See inline comments.

Best Regards

Chaoyi Huang

________________________________________
From: Neil Jerram [neil.jer...@metaswitch.com]
Sent: 09 April 2015 23:01
To: OpenStack Development Mailing List (not for usage questions)
Subject: Re: [openstack-dev] [neutron] Neutron scaling datapoints?

Hi Joe,

Many thanks for your reply!

On 09/04/15 03:34, joehuang wrote:

Hi, Neil,

  From theoretic, Neutron is like a "broadcast" domain, for example, enforcement of DVR and 
security group has to touch each regarding host where there is VM of this project resides. Even using SDN 
controller, the "touch" to regarding host is inevitable. If there are plenty of physical hosts, for 
example, 10k, inside one Neutron, it's very hard to overcome the "broadcast storm" issue under 
concurrent operation, that's the bottleneck for scalability of Neutron.


I think I understand that in general terms - but can you be more
specific about the broadcast storm?  Is there one particular message
exchange that involves broadcasting?  Is it only from the server to
agents, or are there 'broadcasts' in other directions as well?

[[joehuang]] for example, L2 population, Security group rule update, DVR route 
update. Both direction in different scenario.

Thanks. In case it's helpful to see all the cases together,sync_routers (from the L3 agent) was also mentioned in other part ofthis thread. Plus of course the liveness reporting from all agents.
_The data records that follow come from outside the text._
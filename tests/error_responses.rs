//! Tests for `ApiError` → HTTP response mapping.
//!
//! Each variant must produce the right status code, error code, and message.
//! No HTTP server is needed; `IntoResponse` is called directly.

use axum::response::IntoResponse;
use http_body_util::BodyExt;

use decora_backend::error::{ApiError, FieldError};

/// Helper: convert an `ApiError` into its status code and parsed JSON body.
async fn error_to_response(err: ApiError) -> (axum::http::StatusCode, serde_json::Value) {
    let response = err.into_response();
    let status = response.status();
    let bytes = response.into_body().collect().await.unwrap().to_bytes();
    let json: serde_json::Value = serde_json::from_slice(&bytes).unwrap();
    (status, json)
}

#[tokio::test]
async fn validation_error_returns_400_with_field_details() {
    let err = ApiError::validation(vec![
        FieldError::new("rating", "must be between 1 and 5"),
        FieldError::new("review", "must be at least 10 characters"),
    ]);

    let (status, json) = error_to_response(err).await;

    assert_eq!(status, axum::http::StatusCode::BAD_REQUEST);
    assert_eq!(json["code"], "VALIDATION_ERROR");
    assert_eq!(json["details"][0]["field"], "rating");
    assert_eq!(json["details"][1]["field"], "review");
    // The top-level message names the first violated field
    assert!(json["error"].as_str().unwrap().contains("rating"));
}

#[tokio::test]
async fn unauthorized_error_returns_401() {
    let err = ApiError::unauthorized("Missing authorization token");

    let (status, json) = error_to_response(err).await;

    assert_eq!(status, axum::http::StatusCode::UNAUTHORIZED);
    assert_eq!(json["code"], "UNAUTHORIZED");
    assert_eq!(json["error"], "Missing authorization token");
}

#[tokio::test]
async fn forbidden_error_returns_403() {
    let err = ApiError::forbidden("Admin privileges required");

    let (status, json) = error_to_response(err).await;

    assert_eq!(status, axum::http::StatusCode::FORBIDDEN);
    assert_eq!(json["code"], "FORBIDDEN");
}

#[tokio::test]
async fn not_found_error_returns_404() {
    let err = ApiError::not_found("Project not found");

    let (status, json) = error_to_response(err).await;

    assert_eq!(status, axum::http::StatusCode::NOT_FOUND);
    assert_eq!(json["code"], "NOT_FOUND");
    assert_eq!(json["error"], "Project not found");
}

#[tokio::test]
async fn gone_error_returns_410() {
    let err = ApiError::Gone("The gallery endpoint has been removed".to_string());

    let (status, json) = error_to_response(err).await;

    assert_eq!(status, axum::http::StatusCode::GONE);
    assert_eq!(json["code"], "GONE");
}

#[tokio::test]
async fn internal_error_returns_500_and_sanitizes_message() {
    let err = ApiError::internal("secret database credentials leaked");

    let (status, json) = error_to_response(err).await;

    assert_eq!(status, axum::http::StatusCode::INTERNAL_SERVER_ERROR);
    assert_eq!(json["code"], "INTERNAL_ERROR");
    // The response body must not contain the original error details
    assert!(!json.to_string().contains("secret"));
    assert_eq!(json["error"], "An internal error occurred");
}

#[tokio::test]
async fn database_error_returns_500_and_sanitizes_message() {
    let err = ApiError::Database(sqlx::Error::RowNotFound);

    let (status, json) = error_to_response(err).await;

    assert_eq!(status, axum::http::StatusCode::INTERNAL_SERVER_ERROR);
    assert_eq!(json["code"], "DATABASE_ERROR");
    assert_eq!(json["error"], "An internal error occurred");
}
//! SMTP mailer for contact notifications
//!
//! Wraps the `lettre` async SMTP transport. The transport is built once at
//! startup and reused for every send.

use lettre::{
    message::header::ContentType, transport::smtp::authentication::Credentials,
    AsyncSmtpTransport, AsyncTransport, Message, Tokio1Executor,
};
use thiserror::Error;

use crate::config::SmtpSettings;
use crate::services::notify::ContactNotification;

#[derive(Debug, Error)]
pub enum MailerError {
    /// SMTP transport-level failure (authentication, connection, etc.)
    #[error("SMTP transport error: {0}")]
    Transport(#[from] lettre::transport::smtp::Error),

    /// The recipient or sender address could not be parsed
    #[error("Email address parse error: {0}")]
    Address(#[from] lettre::address::AddressError),

    /// The message could not be assembled
    #[error("Email build error: {0}")]
    Build(String),
}

pub struct Mailer {
    transport: AsyncSmtpTransport<Tokio1Executor>,
    from_address: String,
    to_address: String,
}

impl Mailer {
    pub fn new(smtp: &SmtpSettings, to_address: String) -> Result<Self, MailerError> {
        let mut builder =
            AsyncSmtpTransport::<Tokio1Executor>::starttls_relay(&smtp.host)?.port(smtp.port);

        if let (Some(user), Some(pass)) = (&smtp.username, &smtp.password) {
            builder = builder.credentials(Credentials::new(user.clone(), pass.clone()));
        }

        Ok(Self {
            transport: builder.build(),
            from_address: smtp.from_address.clone(),
            to_address,
        })
    }

    /// Send a plain-text notification email for one contact submission.
    pub async fn send_contact_notification(
        &self,
        notification: &ContactNotification,
    ) -> Result<(), MailerError> {
        let subject = format!("New contact enquiry from {}", notification.name);
        let email = Message::builder()
            .from(self.from_address.parse()?)
            .to(self.to_address.parse()?)
            .subject(subject)
            .header(ContentType::TEXT_PLAIN)
            .body(notification.render_body())
            .map_err(|e| MailerError::Build(e.to_string()))?;

        self.transport.send(email).await?;

        tracing::info!(
            to = %self.to_address,
            contact_email = %notification.email,
            "Contact notification email sent"
        );
        Ok(())
    }
}

#[cfg(test)]
mod tests {
    use super::*;

    #[test]
    fn build_error_display() {
        let err = MailerError::Build("missing body".to_string());
        assert_eq!(err.to_string(), "Email build error: missing body");
    }

    #[test]
    fn address_error_display() {
        let parsed: Result<lettre::Address, _> = "not-an-email".parse();
        let err = MailerError::Address(parsed.unwrap_err());
        assert!(err.to_string().contains("Email address parse error"));
    }
}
(I presume you are talking about control plane messages here, i.e.
between Neutron components.  Is that right?  Obviously there can also be
broadcast storm problems in the data plane - but I don't think that's
what you are talking about here.)

[[joehuang]] Yes, controll plane here.


Thanks for confirming that.

We need layered architecture in Neutron to solve the "broadcast domain" bottleneck of 
scalability. The test report from OpenStack cascading shows that through layered architecture 
"Neutron cascading", Neutron can supports up to million level ports and 100k level 
physical hosts. You can find the report here: 
http://www.slideshare.net/JoeHuang7/test-report-for-open-stack-cascading-solution-to-support-1-million-v-ms-in-100-data-centers


Many thanks, I will take a look at this.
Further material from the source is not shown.